In the age of Trump, many Americans pine for a charming, supposedly progressive leader like Trudeau, but nothing Trump has done or will do may have as big an impact on climate change as Trudeau’s relentless pursuit of this pipeline.
That’s because, as author and founder of 350.org Bill McKibben wrote in 2011, Alberta’s “tar sands are the second-largest pool of carbon in the atmosphere, behind only the oil fields of Saudi Arabia. If we tap into them in a big way, NASA climatologist James Hansen explained in a paper issued [in 2011], the emissions would mean it’s ‘essentially game over’ for the climate.”
You have to wonder how the younger generation of Canadian voters will react to Trudeau’s decision. They are the ones who propelled him to victory in the last election; in the wake of this and a slew of other policy betrayals, those young people feel lied to and betrayed.
But no matter the impact on Trudeau’s political career, Canadians are about to lose billions of dollars — money that could have paid for hospitals, schools, affordable housing, and public transit; that could have helped make Canada a leader in the renewable energy of the future. Trudeau instead chose to double down on the dirty energy of the past.
This Was Never About Jobs
Despite what Justin Trudeau says about taking action to “create and protect jobs in BC and Alberta” this was never about jobs. The pipeline expansion will produce under 100 permanent jobs, with thousands more temporary jobs in its construction.
For a fraction of what we’re paying Kinder Morgan to help them escape their liability-riddled project, the Canadian government could offer retraining and jobs in renewables to everyone in Alberta and across the country who wants one.
In the United States, Donald Trump has played a cruel joke on coal miners, promising them that the jobs they’ve lost will come back, and feeding them bile and resentment instead of helping them retrain and find new jobs. In Canada, Trudeau is playing an equally cruel joke on workers, selling them a bill of goods about the oil industry instead of helping them to ensure their and their families’ future. When oil crashes or dries up, these workers will be left high and dry.

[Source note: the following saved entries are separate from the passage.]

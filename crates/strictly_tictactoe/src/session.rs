//! Game session: the board plus the mark to move.

use crate::rules::evaluate;
use crate::{Board, GameStatus, Mark, MoveError, Position, Square};
use serde::Serialize;
use tracing::{debug, instrument};

/// A tic-tac-toe session.
///
/// Sessions are immutable values. Every accepted move yields a new
/// session; the mark to move always matches the board's fill parity.
#[derive(Debug, Clone, Copy, PartialEq, Eq, Hash, Serialize)]
pub struct GameSession {
    board: Board,
    current_mark: Mark,
}

impl GameSession {
    /// Creates the initial session: empty board, X to move.
    pub fn new() -> Self {
        Self {
            board: Board::new(),
            current_mark: Mark::X,
        }
    }

    /// Returns the board.
    pub fn board(&self) -> &Board {
        &self.board
    }

    /// Returns the mark to move next.
    pub fn current_mark(&self) -> Mark {
        self.current_mark
    }

    /// Number of accepted moves so far.
    pub fn filled(&self) -> usize {
        self.board.filled()
    }

    /// Derives the status from the board.
    pub fn status(&self) -> GameStatus {
        evaluate(&self.board)
    }

    /// Places the current mark at `index`, reporting why a move is refused.
    #[instrument(skip(self), fields(current_mark = %self.current_mark))]
    pub fn try_place(&self, index: usize) -> Result<Self, MoveError> {
        let pos = Position::from_index(index).ok_or(MoveError::InvalidIndex(index))?;

        if self.status().is_terminal() {
            return Err(MoveError::GameOver);
        }

        if let Square::Occupied(_) = self.board.at(pos) {
            return Err(MoveError::SquareOccupied(pos));
        }

        let next = Self {
            board: self.board.with_mark(pos, self.current_mark),
            current_mark: self.current_mark.opponent(),
        };
        debug!(position = %pos, status = ?next.status(), "Move accepted");
        Ok(next)
    }
}

impl Default for GameSession {
    fn default() -> Self {
        Self::new()
    }
}

/// Applies a move for the current mark.
///
/// Moves on an occupied square, or after the game has ended, are ignored:
/// the session comes back unchanged. Only an index outside 0-8 is an error.
#[instrument(skip(session))]
pub fn apply_move(session: &GameSession, index: usize) -> Result<GameSession, MoveError> {
    match session.try_place(index) {
        Ok(next) => Ok(next),
        Err(MoveError::SquareOccupied(_) | MoveError::GameOver) => {
            debug!(index, "Move ignored");
            Ok(*session)
        }
        Err(e) => Err(e),
    }
}

/// Returns the initial session.
#[instrument]
pub fn reset() -> GameSession {
    GameSession::new()
}
//! Strictly Games - terminal front-end for tic-tac-toe
//!
//! Renders a [`strictly_tictactoe`] session with ratatui and turns key
//! presses and mouse clicks into [`Intent`]s.
//!
//! # Architecture
//!
//! - **Input**: terminal events → [`Intent`]
//! - **App**: [`App::dispatch`] applies one intent to the session, theme or cursor
//! - **UI**: stateless rendering of an [`App`]
//! - **Config**: TOML file plus command-line overrides

#![warn(missing_docs)]
#![forbid(unsafe_code)]

mod app;
mod config;
pub mod input;
mod intent;
mod theme;
pub mod ui;

pub use app::App;
pub use config::{AppConfig, ConfigError};
pub use intent::{Direction, Flow, Intent};
pub use theme::{Palette, Theme};
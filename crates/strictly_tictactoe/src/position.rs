//! Named board positions.

use crate::Board;
use serde::{Deserialize, Serialize};
use tracing::instrument;

/// A position on the tic-tac-toe board (0-8, row-major).
#[derive(Debug, Clone, Copy, PartialEq, Eq, Hash, Serialize, Deserialize, strum::EnumIter)]
pub enum Position {
    /// Top-left (index 0)
    TopLeft,
    /// Top-center (index 1)
    TopCenter,
    /// Top-right (index 2)
    TopRight,
    /// Middle-left (index 3)
    MiddleLeft,
    /// Center (index 4)
    Center,
    /// Middle-right (index 5)
    MiddleRight,
    /// Bottom-left (index 6)
    BottomLeft,
    /// Bottom-center (index 7)
    BottomCenter,
    /// Bottom-right (index 8)
    BottomRight,
}

impl Position {
    /// All 9 positions in index order.
    pub const ALL: [Position; 9] = [
        Position::TopLeft,
        Position::TopCenter,
        Position::TopRight,
        Position::MiddleLeft,
        Position::Center,
        Position::MiddleRight,
        Position::BottomLeft,
        Position::BottomCenter,
        Position::BottomRight,
    ];

    /// Label for display.
    pub fn label(self) -> &'static str {
        match self {
            Position::TopLeft => "Top-left",
            Position::TopCenter => "Top-center",
            Position::TopRight => "Top-right",
            Position::MiddleLeft => "Middle-left",
            Position::Center => "Center",
            Position::MiddleRight => "Middle-right",
            Position::BottomLeft => "Bottom-left",
            Position::BottomCenter => "Bottom-center",
            Position::BottomRight => "Bottom-right",
        }
    }

    /// Converts position to board index (0-8).
    pub fn to_index(self) -> usize {
        self as usize
    }

    /// Creates position from board index.
    #[instrument]
    pub fn from_index(index: usize) -> Option<Self> {
        Self::ALL.get(index).copied()
    }

    /// Creates position from row and column (both 0-2).
    pub fn from_row_col(row: usize, col: usize) -> Option<Self> {
        if row < 3 && col < 3 {
            Self::from_index(row * 3 + col)
        } else {
            None
        }
    }

    /// Row of this position (0-2).
    pub fn row(self) -> usize {
        self.to_index() / 3
    }

    /// Column of this position (0-2).
    pub fn col(self) -> usize {
        self.to_index() % 3
    }

    /// Positions whose squares are still empty.
    #[instrument(skip(board))]
    pub fn valid_moves(board: &Board) -> Vec<Position> {
        Self::ALL
            .iter()
            .copied()
            .filter(|pos| board.is_empty(*pos))
            .collect()
    }
}

impl std::fmt::Display for Position {
    fn fmt(&self, f: &mut std::fmt::Formatter<'_>) -> std::fmt::Result {
        write!(f, "{}", self.label())
    }
}

#[cfg(test)]
mod tests {
    use super::*;
    use crate::{Mark, Square};
    use strum::IntoEnumIterator;

    #[test]
    fn test_index_matches_declaration_order() {
        for (i, pos) in Position::iter().enumerate() {
            assert_eq!(pos.to_index(), i);
            assert_eq!(Position::ALL[i], pos);
        }
    }

    #[test]
    fn test_row_col() {
        assert_eq!(Position::MiddleRight.row(), 1);
        assert_eq!(Position::MiddleRight.col(), 2);
        assert_eq!(Position::from_row_col(2, 1), Some(Position::BottomCenter));
        assert_eq!(Position::from_row_col(3, 0), None);
    }

    #[test]
    fn test_valid_moves_are_the_empty_squares() {
        assert_eq!(Position::valid_moves(&Board::new()), Position::ALL.to_vec());

        let mut squares = [Square::Empty; 9];
        squares[0] = Square::Occupied(Mark::X);
        squares[4] = Square::Occupied(Mark::O);
        let valid = Position::valid_moves(&Board::from_squares(squares));
        assert_eq!(valid.len(), 7);
        assert!(!valid.contains(&Position::TopLeft));
        assert!(!valid.contains(&Position::Center));
        assert!(valid.contains(&Position::BottomRight));
    }
}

Finance Minister Bill Morneau claims that the purchase is temporary, that the government plans to unload the project to a buyer once the “uncertainty” of court cases and protests is resolved. But, leaving aside for a moment the unlikeliness of all that “uncertainty” magically disappearing, what if no one wants to buy it?
Morneau made a public call for other buyers during his negotiations with Kinder Morgan. None stepped forward. That’s not surprising: global oil companies know all the things mentioned above and have been pulling out of Alberta in droves. Recent years have seen international oil companies like ConocoPhillips, ExxonMobil, Petronas, Royal Dutch Shell, and many others all walk away from projects in Alberta, citing market forces and projections.
“The only people buying oil sands reserves are Canadian operators,” energy economist Jeff Rubin told Vice. “Foreigners are saying look, this doesn’t make sense today.”
Meanwhile some financial analysts argue that the Canadian government overpaid by as much as $1.2 billion for the project, making it even less likely that a buyer can be found who will compensate the government for its investment.
The truth is that the pipeline is unlikely to ever be built. Kinder Morgan knew that; it’s why they complained about regulatory delays when they hadn’t even applied for half of all the permits they needed to build the pipeline.
This pipeline was always a con, but Kinder Morgan took the Canadian government for suckers, and now we Canadians own it. Kinder Morgan’s problem is now Canadians’ problem, and it’s all thanks to Justin Trudeau.